The episode -- with a fighter jet escort and armed officers in guard -- was unsettling for most passengers, provoking international outcry and investigations by European security agencies.

But aside from Pratasevich and his girlfriend, three more passengers stayed in Minsk, two Belarusians and one Greek national, according to a Greek government official with knowledge of the ongoing investigation.

Ryanair CEO Michael O’Leary has alleged KGB agents working for Alexander Lukashenko’s regime were on board the aircraft, though his claim hasn’t been confirmed. Pratasevich himself was concerned about being followed before he boarded the flight in Athens, accoding to his colleagues.

According to footage broadcast on the Belarus state television, the Greek national was Iason Zisis. When contacted by Bloomberg, Zisis, a researcher in advanced computational engineering, confirmed that he was on the flight and said the diversion proved to be handy for him.

“I was flying to Minsk anyway, with an evening connection in Vilnius,” Zisis said on LinkedIn. After the interruption, as passengers lined up to return to the aircraft, “I stood at the back of the queue and I asked to stay, and they allowed me.”

With a PhD in scientific computing from Eindhoven University of Technology, Zisis said he lives in Patras, Southern Greece. He said that he was heading to Minsk to visit his wife, who lives there.

A Greek government official, who asked not to be named, said that the investigation so far hasn’t indicated Zisis’s involvement in the incident. Some of the passengers on board have said they had not realized the forced landing took place to snatch a dissident off the flight until they reached Vilnius.

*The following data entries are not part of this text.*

// Licensed under the Apache-2.0 license

#[cfg(test)]
mod common;

use common::{init_logger, pattern, setup};
use emulator_cryptocell::{CryptoCell, Fault, MockDmaMapper, MockMutex, PanicAbort};
use sym_crypto_common::context::{
    CipherAlg, CipherContext, CryptoKeyType, HashContext, HashMode, SymContext,
    DES_TRIPLE_KEY_SIZE,
};
use sym_crypto_common::descriptor::{CipherMode, Direction, DmaMode, FlowMode};
use sym_crypto_common::{DriverError, FatalError, SymDriverConfig, SymError};
use sym_crypto_driver::hil::{DmaDirection, KeyStatus};
use sym_crypto_driver::{SymAdaptor, SymData, SymDriver};

fn aes(mode: CipherMode) -> CipherContext {
    CipherContext::new(CipherAlg::Aes, mode, Direction::Encrypt)
        .with_key(&[0x11; 16])
        .with_iv(&[0x5A; 16])
}

#[test]
fn test_in_place_cipher_maps_once() {
    setup(SymDriverConfig::default(), |bench| {
        let mut ctx = SymContext::Cipher(aes(CipherMode::Cbc));
        bench.adaptor.init(&mut ctx).unwrap();

        let mut buf = pattern(64, 0);
        let addr = buf.as_ptr() as usize;
        bench.mapper.clear_history();
        bench
            .adaptor
            .process(&mut ctx, SymData::InPlace(&mut buf))
            .unwrap();

        let data_maps: Vec<_> = bench
            .mapper
            .history()
            .into_iter()
            .filter(|m| m.addr == addr)
            .collect();
        assert_eq!(data_maps.len(), 1);
        assert_eq!(data_maps[0].dir, DmaDirection::Bi);
        assert_eq!(data_maps[0].size, 64);

        let data = bench
            .cc
            .descriptors()
            .into_iter()
            .find(|desc| desc.flow_mode() == u32::from(FlowMode::DinAesDout))
            .unwrap();
        assert_eq!(data.din_addr(), addr as u64);
        assert_eq!(data.dout_addr(), addr as u64);
        assert_eq!(bench.mapper.outstanding(), 1);
    });
}

#[test]
fn test_des_double_key_expands_through_sram() {
    setup(SymDriverConfig::default(), |bench| {
        let key = pattern(16, 1);
        let cipher = CipherContext::new(CipherAlg::Des, CipherMode::Cbc, Direction::Encrypt)
            .with_key(&key)
            .with_iv(&[0; 8]);
        let mut ctx = SymContext::Cipher(cipher);
        bench.adaptor.init(&mut ctx).unwrap();

        let SymContext::Cipher(cipher) = &ctx else {
            panic!("context changed family");
        };
        assert_eq!(cipher.key_size, DES_TRIPLE_KEY_SIZE);
        assert_eq!(&cipher.sram.key[..16], key.as_slice());
        assert_eq!(&cipher.sram.key[16..24], &key[..8]);
    });
}

#[test]
fn test_hash_init_loads_larval_digest() {
    setup(SymDriverConfig::default(), |bench| {
        let mut ctx = SymContext::Hash(HashContext::hash(HashMode::Sha256));
        bench.adaptor.init(&mut ctx).unwrap();

        let expected: Vec<u8> = HashMode::Sha256
            .larval_digest()
            .iter()
            .flat_map(|word| word.to_le_bytes())
            .collect();
        let SymContext::Hash(hash) = &ctx else {
            panic!("context changed family");
        };
        assert_eq!(&hash.sram.digest[..32], expected.as_slice());
        assert_eq!(hash.sram.length, [0; 16]);
        assert!(!hash.hmac_finalization);
    });
}

#[test]
fn test_hmac_key_is_zero_extended() {
    setup(SymDriverConfig::default(), |bench| {
        let mut hmac = HashContext::hmac(HashMode::Sha256, &[0xAB; 5]);
        hmac.sram.k0[5..12].fill(0xFF);
        let mut ctx = SymContext::Hash(hmac);
        bench.adaptor.init(&mut ctx).unwrap();

        let SymContext::Hash(hmac) = &ctx else {
            panic!("context changed family");
        };
        assert_eq!(hmac.sram.k0[..5], [0xAB; 5]);
        assert!(hmac.sram.k0[5..64].iter().all(|b| *b == 0));
    });
}

#[test]
fn test_mac_finalize_writes_block_state() {
    setup(SymDriverConfig::default(), |bench| {
        let mut ctx = SymContext::Cipher(aes(CipherMode::CbcMac));
        bench.adaptor.init(&mut ctx).unwrap();
        let data = pattern(32, 9);
        bench
            .adaptor
            .process(&mut ctx, SymData::input(&data))
            .unwrap();

        let mut mac = [0u8; 16];
        bench
            .adaptor
            .finalize(
                &mut ctx,
                SymData::Separate {
                    input: None,
                    output: Some(&mut mac),
                },
            )
            .unwrap();
        assert_eq!(mac, [0x5A; 16]);

        // The MAC data descriptor never has an output.
        for desc in bench.cc.descriptors() {
            if desc.flow_mode() == u32::from(FlowMode::DinAesDout) {
                assert_eq!(desc.dout_dma_mode(), u32::from(DmaMode::NoDma));
            }
        }
    });
}

#[test]
fn test_in_place_mac_finalize() {
    setup(SymDriverConfig::default(), |bench| {
        let mut ctx = SymContext::Cipher(aes(CipherMode::CbcMac));
        bench.adaptor.init(&mut ctx).unwrap();
        let mut last = pattern(16, 0x30);
        bench
            .adaptor
            .finalize(&mut ctx, SymData::InPlace(&mut last))
            .unwrap();
        assert_eq!(last, [0x5A; 16]);

        let mut ctx = SymContext::Cipher(aes(CipherMode::CbcMac));
        bench.adaptor.init(&mut ctx).unwrap();
        let mut short = [0u8; 8];
        let result = bench.adaptor.finalize(
            &mut ctx,
            SymData::Separate {
                input: None,
                output: Some(&mut short),
            },
        );
        assert_eq!(result, Err(DriverError::Sym(SymError::InvalidArg)));
    });
}

#[test]
fn test_sm4_ofb_uses_constant_input() {
    setup(SymDriverConfig::default(), |bench| {
        let cipher = CipherContext::sm4_ofb()
            .with_key(&[0x22; 16])
            .with_iv(&[0x33; 16]);
        let mut ctx = SymContext::Cipher(cipher);
        bench.adaptor.init(&mut ctx).unwrap();

        let input = pattern(32, 0);
        let mut output = vec![0u8; 32];
        let out_addr = output.as_ptr() as usize;
        bench.mapper.clear_history();
        bench
            .adaptor
            .process(&mut ctx, SymData::pair(&input, &mut output))
            .unwrap();
        assert!(bench
            .mapper
            .history()
            .iter()
            .all(|m| m.addr != input.as_ptr() as usize));

        let data = bench
            .cc
            .descriptors()
            .into_iter()
            .find(|desc| desc.flow_mode() == u32::from(FlowMode::DinSm4Dout))
            .unwrap();
        assert!(data.is_din_const());
        assert_eq!(data.din_size(), 32);
        assert_eq!(data.dout_addr(), out_addr as u64);

        let mut buf = pattern(32, 0);
        assert_eq!(
            bench.adaptor.process(&mut ctx, SymData::InPlace(&mut buf)),
            Err(DriverError::Sym(SymError::InvalidArg))
        );
    });
}

#[test]
fn test_rejected_data_shapes() {
    setup(SymDriverConfig::default(), |bench| {
        let mut ctx = SymContext::Cipher(aes(CipherMode::Cbc));
        bench.adaptor.init(&mut ctx).unwrap();

        let input = pattern(32, 0);
        let mut output = vec![0u8; 16];
        assert_eq!(
            bench
                .adaptor
                .process(&mut ctx, SymData::pair(&input, &mut output)),
            Err(DriverError::Sym(SymError::InvalidArg))
        );
        assert_eq!(
            bench.adaptor.process(&mut ctx, SymData::none()),
            Err(DriverError::Sym(SymError::InvalidArg))
        );
        assert_eq!(bench.mapper.outstanding(), 1);
    });
}

#[test]
fn test_hardware_key_status() {
    setup(SymDriverConfig::default(), |bench| {
        let cases = [
            (KeyStatus::Invalid, SymError::KdrInvalid),
            (KeyStatus::SecureDisabled, SymError::SecureDisabled),
            (KeyStatus::FatalErrorLatched, SymError::FatalErrorLocked),
        ];
        for (status, expected) in cases {
            bench.cc.set_key_status(status);
            let mut ctx =
                SymContext::Cipher(aes(CipherMode::Cmac).with_key_type(CryptoKeyType::Root));
            assert_eq!(
                bench.adaptor.init(&mut ctx),
                Err(DriverError::Sym(expected))
            );
        }
        bench.cc.set_key_status(KeyStatus::Valid);
        let mut ctx = SymContext::Cipher(aes(CipherMode::Cmac).with_key_type(CryptoKeyType::Root));
        bench.adaptor.init(&mut ctx).unwrap();
        let SymContext::Cipher(cipher) = &ctx else {
            panic!("context changed family");
        };
        assert_eq!(cipher.key_size, 32);
        assert_eq!(cipher.sram.block_state, [0; 16]);
    });
}

#[test]
fn test_mutex_failures_are_fatal() {
    setup(SymDriverConfig::default(), |bench| {
        let mut ctx = SymContext::Hash(HashContext::hash(HashMode::Sha1));
        bench.mutex.fail_lock(true);
        assert_eq!(
            bench.adaptor.init(&mut ctx),
            Err(DriverError::Fatal(FatalError::MutexLock))
        );
        bench.mutex.fail_lock(false);

        bench.mutex.fail_unlock(true);
        assert_eq!(
            bench.adaptor.init(&mut ctx),
            Err(DriverError::Fatal(FatalError::MutexUnlock))
        );
        bench.mutex.fail_unlock(false);
        assert!(!bench.mutex.is_locked());

        let before = bench.mutex.acquisitions();
        bench.adaptor.init(&mut ctx).unwrap();
        assert_eq!(bench.mutex.acquisitions(), before + 1);
    });
}

#[test]
fn test_module_lifecycle() {
    init_logger();
    let config = SymDriverConfig::default();
    let mapper = MockDmaMapper::new();
    let cc = CryptoCell::new(&mapper, config.sram_size as usize);
    let mutex = MockMutex::new();
    let mut adaptor = SymAdaptor::new(&cc, &mapper, &mutex, config).unwrap();

    let mut ctx = SymContext::Hash(HashContext::hash(HashMode::Sha256));
    assert_eq!(
        adaptor.init(&mut ctx),
        Err(DriverError::Sym(SymError::NoExec))
    );

    // Two slot pools of two buffers each, then the completion buffer.
    for n in 0..5 {
        mapper.fail_alloc_in(n);
        assert_eq!(adaptor.module_init(), Err(SymError::NoMem));
        assert_eq!(mapper.allocations(), 0);
    }
    mapper.fail_map_in(0);
    assert_eq!(adaptor.module_init(), Err(SymError::NoMem));
    assert_eq!(mapper.allocations(), 0);
    assert_eq!(mapper.outstanding(), 0);

    adaptor.module_init().unwrap();
    assert_eq!(mapper.allocations(), 5);
    assert_eq!(mapper.outstanding(), 1);
    adaptor.module_init().unwrap();
    assert_eq!(mapper.allocations(), 5);

    adaptor.init(&mut ctx).unwrap();
    adaptor.terminate();
    assert_eq!(mapper.allocations(), 0);
    assert_eq!(mapper.outstanding(), 0);
    assert_eq!(
        adaptor.init(&mut ctx),
        Err(DriverError::Sym(SymError::NoExec))
    );
}

#[test]
fn test_invalid_config_is_rejected() {
    init_logger();
    let mapper = MockDmaMapper::new();
    let cc = CryptoCell::new(&mapper, 0x1000);
    let mutex = MockMutex::new();
    let config = SymDriverConfig {
        mlli_max_entries: 0,
        ..Default::default()
    };
    assert!(matches!(
        SymAdaptor::new(&cc, &mapper, &mutex, config),
        Err(SymError::InvalidArg)
    ));
}

#[test]
fn test_driver_passes_recoverable_errors() {
    init_logger();
    let config = SymDriverConfig::default();
    let mapper = MockDmaMapper::new();
    let cc = CryptoCell::new(&mapper, config.sram_size as usize);
    let mutex = MockMutex::new();
    let mut driver = SymDriver::new(
        SymAdaptor::new(&cc, &mapper, &mutex, config).unwrap(),
        &PanicAbort,
    );
    driver.module_init().unwrap();

    let mut ctx = SymContext::Cipher(aes(CipherMode::Cbc));
    driver.init(&mut ctx).unwrap();
    assert_eq!(
        driver.process(&mut ctx, SymData::none()),
        Err(SymError::InvalidArg)
    );
    driver.terminate();
}

#[test]
#[should_panic(expected = "Completion counter is 0")]
fn test_driver_aborts_on_fatal() {
    init_logger();
    let config = SymDriverConfig::default();
    let mapper = MockDmaMapper::new();
    let cc = CryptoCell::new(&mapper, config.sram_size as usize);
    let mutex = MockMutex::new();
    let mut driver = SymDriver::new(
        SymAdaptor::new(&cc, &mapper, &mutex, config).unwrap(),
        &PanicAbort,
    );
    driver.module_init().unwrap();

    let mut ctx = SymContext::Hash(HashContext::hash(HashMode::Sha256));
    cc.inject(Fault::DropCompletion);
    let _ = driver.init(&mut ctx);
}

Zisis says that he finds it inexcusable that journalists were the first to track him and reach him, and not the Greek government. He said that no one had called to confirm his whereabouts and whether he’s O.K. when he was missing from the list of passengers who landed in Vilnius after the diversion.

Zisis, whose research interests include hypervelocity impacts and computational fluid dynamics, says he plans to stay in Minsk with his wife for the time being, despite a looming flights embargo and that he had no issues with authorities there about his stay.

“That was my intention from the beginning,” he says. “In Covid times, we are all teleworking anyway.”